Para no dar la razón a Samuel Huntington, algún otro camino se debe intentar qué no el de la guerra. Desde luego mucho más lento, pero más seguro para alcanzar su resolución El conflicto que vive Oriente Próximo no está en los barrios de las ciudades europeas habitados por ciudadanos musulmanes. Los problemas que se deben pacificar están en Oriente Próximo, y es allí donde se debe actuar en su resolución. Recurrir, como siempre, a una conferencia de paz entre las partes contendientes; dejar que sea Naciones Unidas quien asuma su preparación; que actúen cascos azules de la ONU para llevar a cabo una intervención de interposición entre contendientes y para aislar al ISIS. Cascos azules que deberían estar formados por miembros de países no alineados con uno u otro bando para evitar ser vistos como enemigos.

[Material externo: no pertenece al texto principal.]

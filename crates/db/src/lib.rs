//! Persistence layer for the marquee catalog.
//!
//! [`repositories::MovieRepo`] is the entry point; it runs every operation
//! against a [`store::MovieStore`] backend under a deadline.

use sqlx::postgres::PgPoolOptions;

pub mod error;
pub mod models;
pub mod repositories;
pub mod store;

pub type DbPool = sqlx::PgPool;

/// Create a connection pool from a database URL.
pub async fn create_pool(database_url: &str, max_connections: u32) -> Result<DbPool, sqlx::Error> {
    PgPoolOptions::new()
        .max_connections(max_connections)
        .connect(database_url)
        .await
}

/// Round-trip a trivial query to confirm the database is reachable.
pub async fn health_check(pool: &DbPool) -> Result<(), sqlx::Error> {
    sqlx::query("SELECT 1").execute(pool).await?;
    Ok(())
}

/// Apply all pending migrations from `db/migrations`.
pub async fn run_migrations(pool: &DbPool) -> Result<(), sqlx::migrate::MigrateError> {
    sqlx::migrate!("../../db/migrations").run(pool).await
}
//! Marquee API server library.
//!
//! Exposes the core building blocks (config, state, error handling, routes)
//! so integration tests and the binary entrypoint can both access them.

pub mod config;
pub mod error;
pub mod handlers;
pub mod query;
pub mod response;
pub mod router;
pub mod routes;
pub mod state;
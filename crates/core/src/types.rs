use std::fmt;
use std::str::FromStr;

use serde::{Deserialize, Deserializer, Serialize, Serializer};
use uuid::Uuid;

use crate::error::CoreError;

/// All timestamps are UTC.
pub type Timestamp = chrono::DateTime<chrono::Utc>;

/// Opaque movie identifier.
///
/// Backed by a UUIDv7 so identifiers sort in creation order and are never
/// reused. The external form is 32 lowercase hex digits.
#[derive(Debug, Clone, Copy, PartialEq, Eq, PartialOrd, Ord, Hash)]
pub struct MovieId(Uuid);

impl MovieId {
    /// Generate a fresh, time-ordered identifier.
    pub fn generate() -> Self {
        Self(Uuid::now_v7())
    }

    pub fn from_uuid(uuid: Uuid) -> Self {
        Self(uuid)
    }

    pub fn as_uuid(&self) -> Uuid {
        self.0
    }
}

impl fmt::Display for MovieId {
    fn fmt(&self, f: &mut fmt::Formatter<'_>) -> fmt::Result {
        write!(f, "{}", self.0.simple())
    }
}

impl FromStr for MovieId {
    type Err = CoreError;

    fn from_str(s: &str) -> Result<Self, Self::Err> {
        Uuid::try_parse(s.trim())
            .map(Self)
            .map_err(|_| CoreError::InvalidId(s.to_string()))
    }
}

impl Serialize for MovieId {
    fn serialize<S: Serializer>(&self, serializer: S) -> Result<S::Ok, S::Error> {
        serializer.collect_str(self)
    }
}

impl<'de> Deserialize<'de> for MovieId {
    fn deserialize<D: Deserializer<'de>>(deserializer: D) -> Result<Self, D::Error> {
        let raw = String::deserialize(deserializer)?;
        raw.parse().map_err(serde::de::Error::custom)
    }
}
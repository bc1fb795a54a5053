//! Paging and ordering parameters for list queries.

use serde::Deserialize;

use crate::validator::{permitted_value, Validator};

/// Default page when the caller does not supply one.
pub const DEFAULT_PAGE: i64 = 1;

/// Default number of movies per page.
pub const DEFAULT_PAGE_SIZE: i64 = 20;

/// Largest page number a caller may request.
pub const MAX_PAGE: i64 = 10_000_000;

/// Largest page size a caller may request.
pub const MAX_PAGE_SIZE: i64 = 100;

/// Sort keys accepted from callers. A leading `-` means descending.
pub const SORT_SAFELIST: &[&str] = &[
    "id", "-id", "title", "-title", "year", "-year", "runtime", "-runtime",
];

#[derive(Debug, Clone, PartialEq, Eq, Deserialize)]
#[serde(default)]
pub struct Filters {
    pub page: i64,
    pub page_size: i64,
    pub sort: String,
}

impl Default for Filters {
    fn default() -> Self {
        Self {
            page: DEFAULT_PAGE,
            page_size: DEFAULT_PAGE_SIZE,
            sort: "id".to_string(),
        }
    }
}

impl Filters {
    pub fn limit(&self) -> i64 {
        self.page_size
    }

    pub fn offset(&self) -> i64 {
        (self.page - 1) * self.page_size
    }

    pub fn window(&self) -> Window {
        Window {
            limit: self.limit(),
            offset: self.offset(),
        }
    }

    pub fn sort(&self) -> Sort {
        Sort::parse(&self.sort)
    }
}

/// Record validation for list filters.
pub fn validate_filters(v: &mut Validator, filters: &Filters) {
    v.check(filters.page > 0, "page", "must be greater than zero");
    v.check(
        filters.page <= MAX_PAGE,
        "page",
        "must be a maximum of 10 million",
    );
    v.check(filters.page_size > 0, "page_size", "must be greater than zero");
    v.check(
        filters.page_size <= MAX_PAGE_SIZE,
        "page_size",
        "must be a maximum of 100",
    );
    v.check(
        permitted_value(&filters.sort.as_str(), SORT_SAFELIST),
        "sort",
        "invalid sort value",
    );
}

/// A `LIMIT`/`OFFSET` pair applied to a query.
#[derive(Debug, Clone, Copy, PartialEq, Eq)]
pub struct Window {
    pub limit: i64,
    pub offset: i64,
}

#[derive(Debug, Clone, Copy, PartialEq, Eq)]
pub enum SortColumn {
    Id,
    Title,
    Year,
    Runtime,
}

#[derive(Debug, Clone, Copy, PartialEq, Eq)]
pub enum SortDirection {
    Ascending,
    Descending,
}

/// A resolved ordering. Only the closed set of columns can be expressed.
#[derive(Debug, Clone, Copy, PartialEq, Eq)]
pub struct Sort {
    pub column: SortColumn,
    pub direction: SortDirection,
}

impl Default for Sort {
    fn default() -> Self {
        Self {
            column: SortColumn::Id,
            direction: SortDirection::Ascending,
        }
    }
}

impl Sort {
    /// Resolve a sort key. Anything outside the safelist sorts by ascending id.
    pub fn parse(key: &str) -> Self {
        let (direction, name) = match key.strip_prefix('-') {
            Some(rest) => (SortDirection::Descending, rest),
            None => (SortDirection::Ascending, key),
        };
        let column = match name {
            "id" => SortColumn::Id,
            "title" => SortColumn::Title,
            "year" => SortColumn::Year,
            "runtime" => SortColumn::Runtime,
            _ => return Self::default(),
        };
        Self { column, direction }
    }
}

#[cfg(test)]
mod tests {
    use super::*;

    fn filters(page: i64, page_size: i64, sort: &str) -> Filters {
        Filters {
            page,
            page_size,
            sort: sort.to_string(),
        }
    }

    #[test]
    fn limit_and_offset() {
        let f = filters(3, 10, "id");
        assert_eq!(f.limit(), 10);
        assert_eq!(f.offset(), 20);
        assert_eq!(f.window(), Window { limit: 10, offset: 20 });
    }

    #[test]
    fn first_page_has_zero_offset() {
        assert_eq!(filters(1, 25, "id").offset(), 0);
    }

    #[test]
    fn defaults() {
        let f = Filters::default();
        assert_eq!((f.page, f.page_size, f.sort.as_str()), (1, 20, "id"));
    }

    #[test]
    fn valid_filters_pass() {
        let mut v = Validator::new();
        validate_filters(&mut v, &filters(1, 100, "-runtime"));
        assert!(v.valid());
    }

    #[test]
    fn out_of_range_filters_fail() {
        let mut v = Validator::new();
        validate_filters(&mut v, &filters(0, 101, "rating"));
        let errors = v.into_errors();
        assert_eq!(errors["page"], "must be greater than zero");
        assert_eq!(errors["page_size"], "must be a maximum of 100");
        assert_eq!(errors["sort"], "invalid sort value");
    }

    #[test]
    fn huge_page_fails() {
        let mut v = Validator::new();
        validate_filters(&mut v, &filters(MAX_PAGE + 1, 10, "id"));
        assert_eq!(v.errors()["page"], "must be a maximum of 10 million");
    }

    #[test]
    fn sort_resolves_direction_and_column() {
        assert_eq!(
            Sort::parse("-year"),
            Sort {
                column: SortColumn::Year,
                direction: SortDirection::Descending
            }
        );
        assert_eq!(
            Sort::parse("title"),
            Sort {
                column: SortColumn::Title,
                direction: SortDirection::Ascending
            }
        );
    }

    #[test]
    fn unknown_sort_falls_back_to_ascending_id() {
        for key in ["", "-", "rating", "-rating", "--year"] {
            assert_eq!(Sort::parse(key), Sort::default(), "{key:?}");
        }
    }

    #[test]
    fn every_safelisted_key_resolves_explicitly() {
        for key in SORT_SAFELIST {
            let sort = Sort::parse(key);
            let descending = key.starts_with('-');
            assert_eq!(sort.direction == SortDirection::Descending, descending);
        }
    }
}
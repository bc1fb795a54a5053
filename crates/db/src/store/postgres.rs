//! PostgreSQL backend for the `movies` table.

use async_trait::async_trait;
use marquee_core::filters::{Sort, SortColumn, SortDirection, Window};
use marquee_core::movie::{Movie, MovieInput};
use marquee_core::search::SearchPredicate;
use marquee_core::types::MovieId;
use sqlx::PgPool;

use crate::error::{RepoError, RepoResult};
use crate::models::movie::MovieRow;
use crate::store::MovieStore;

/// Column list shared across queries to avoid repetition.
const COLUMNS: &str = "id, created_at, title, year, runtime, genres, version";

/// Full-text match against the indexed search document.
const TEXT_MATCH: &str = "movie_search_document(title, genres) @@ to_tsquery('english', $1)";

/// Movie store backed by a shared connection pool.
#[derive(Debug, Clone)]
pub struct PgMovieStore {
    pool: PgPool,
}

impl PgMovieStore {
    pub fn new(pool: PgPool) -> Self {
        Self { pool }
    }

    pub fn pool(&self) -> &PgPool {
        &self.pool
    }
}

/// A translated predicate: the `WHERE` clause and the tsquery it binds as `$1`.
struct Filter {
    clause: String,
    tsquery: Option<String>,
}

impl Filter {
    fn from_predicate(predicate: &SearchPredicate) -> Self {
        match (predicate, predicate.to_tsquery()) {
            (SearchPredicate::MatchAll, _) => Self {
                clause: String::new(),
                tsquery: None,
            },
            (SearchPredicate::TextSearch(_), Some(tsquery)) => Self {
                clause: format!(" WHERE {TEXT_MATCH}"),
                tsquery: Some(tsquery),
            },
            // A search with no usable words matches nothing.
            (SearchPredicate::TextSearch(_), None) => Self {
                clause: " WHERE FALSE".to_string(),
                tsquery: None,
            },
        }
    }

    /// Index of the first placeholder after the filter's own parameters.
    fn next_param(&self) -> u32 {
        if self.tsquery.is_some() {
            2
        } else {
            1
        }
    }
}

/// Translate a resolved sort into an `ORDER BY` clause.
///
/// Ties are broken by ascending id so that paging is stable.
fn order_by(sort: Sort) -> String {
    let column = match sort.column {
        SortColumn::Id => "id",
        SortColumn::Title => "title",
        SortColumn::Year => "year",
        SortColumn::Runtime => "runtime",
    };
    let direction = match sort.direction {
        SortDirection::Ascending => "ASC",
        SortDirection::Descending => "DESC",
    };
    if sort.column == SortColumn::Id {
        format!(" ORDER BY id {direction}")
    } else {
        format!(" ORDER BY {column} {direction}, id ASC")
    }
}

fn limit_offset(first_param: u32) -> String {
    let offset_param = first_param + 1;
    format!(" LIMIT ${first_param} OFFSET ${offset_param}")
}

#[async_trait]
impl MovieStore for PgMovieStore {
    async fn insert(&self, movie: &Movie) -> RepoResult<()> {
        sqlx::query(
            "INSERT INTO movies (id, created_at, title, year, runtime, genres, version)
             VALUES ($1, $2, $3, $4, $5, $6, $7)",
        )
        .bind(movie.id.as_uuid())
        .bind(movie.created_at)
        .bind(&movie.title)
        .bind(movie.year)
        .bind(movie.runtime.minutes())
        .bind(&movie.genres)
        .bind(movie.version)
        .execute(&self.pool)
        .await
        .map_err(RepoError::from_sqlx)?;
        Ok(())
    }

    async fn increment_version(&self, id: MovieId) -> RepoResult<()> {
        sqlx::query("UPDATE movies SET version = version + 1 WHERE id = $1")
            .bind(id.as_uuid())
            .execute(&self.pool)
            .await
            .map_err(RepoError::from_sqlx)?;
        Ok(())
    }

    async fn find(&self, id: MovieId) -> RepoResult<Option<Movie>> {
        let query = format!("SELECT {COLUMNS} FROM movies WHERE id = $1");
        let row = sqlx::query_as::<_, MovieRow>(&query)
            .bind(id.as_uuid())
            .fetch_optional(&self.pool)
            .await
            .map_err(RepoError::from_sqlx)?;
        Ok(row.map(Movie::from))
    }

    async fn replace(&self, id: MovieId, input: &MovieInput) -> RepoResult<u64> {
        let genres = input.genres.clone().unwrap_or_default();
        let result = sqlx::query(
            "UPDATE movies SET
                title = $2,
                year = $3,
                runtime = $4,
                genres = $5,
                version = version + 1
             WHERE id = $1",
        )
        .bind(id.as_uuid())
        .bind(&input.title)
        .bind(input.year)
        .bind(input.runtime.minutes())
        .bind(&genres)
        .execute(&self.pool)
        .await
        .map_err(RepoError::from_sqlx)?;
        Ok(result.rows_affected())
    }

    async fn remove(&self, id: MovieId) -> RepoResult<u64> {
        let result = sqlx::query("DELETE FROM movies WHERE id = $1")
            .bind(id.as_uuid())
            .execute(&self.pool)
            .await
            .map_err(RepoError::from_sqlx)?;
        Ok(result.rows_affected())
    }

    async fn count(&self, predicate: &SearchPredicate, window: Option<Window>) -> RepoResult<i64> {
        let filter = Filter::from_predicate(predicate);
        let query = match window {
            Some(_) => format!(
                "SELECT COUNT(*) FROM (SELECT 1 FROM movies{}{}) AS windowed",
                filter.clause,
                limit_offset(filter.next_param()),
            ),
            None => format!("SELECT COUNT(*) FROM movies{}", filter.clause),
        };

        let mut q = sqlx::query_scalar::<_, i64>(&query);
        if let Some(tsquery) = &filter.tsquery {
            q = q.bind(tsquery);
        }
        if let Some(window) = window {
            q = q.bind(window.limit).bind(window.offset);
        }
        q.fetch_one(&self.pool).await.map_err(RepoError::from_sqlx)
    }

    async fn find_page(
        &self,
        predicate: &SearchPredicate,
        sort: Sort,
        window: Window,
    ) -> RepoResult<Vec<Movie>> {
        let filter = Filter::from_predicate(predicate);
        let query = format!(
            "SELECT {COLUMNS} FROM movies{}{}{}",
            filter.clause,
            order_by(sort),
            limit_offset(filter.next_param()),
        );

        let mut q = sqlx::query_as::<_, MovieRow>(&query);
        if let Some(tsquery) = &filter.tsquery {
            q = q.bind(tsquery);
        }
        let rows = q
            .bind(window.limit)
            .bind(window.offset)
            .fetch_all(&self.pool)
            .await
            .map_err(RepoError::from_sqlx)?;
        Ok(rows.into_iter().map(Movie::from).collect())
    }

    async fn ping(&self) -> RepoResult<()> {
        crate::health_check(&self.pool)
            .await
            .map_err(RepoError::from_sqlx)
    }
}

Por último, abordar cada uno de los diferentes conflictos de Oriente Próximo el de Yemen, Palestina, Irak, Afganistán, Egipto, y más lejanos pero contaminados por esa guerra insensata, como Libia… Acabando por retirar las tropas occidentales de todos esos países y dejar que en sus manos su autogobierno. A partir de ahí, Europa debería condicionar sus ayudas y las relaciones comerciales con la contraparte de respeto de los derechos humanos en esos países. Recordemos que los manifestantes de las “primaveras árabes” reclamaban libertad, uno de los ejes troncales de los derechos humanos.

Seguir arrojando bombas solo provocará repuestas con más bombas.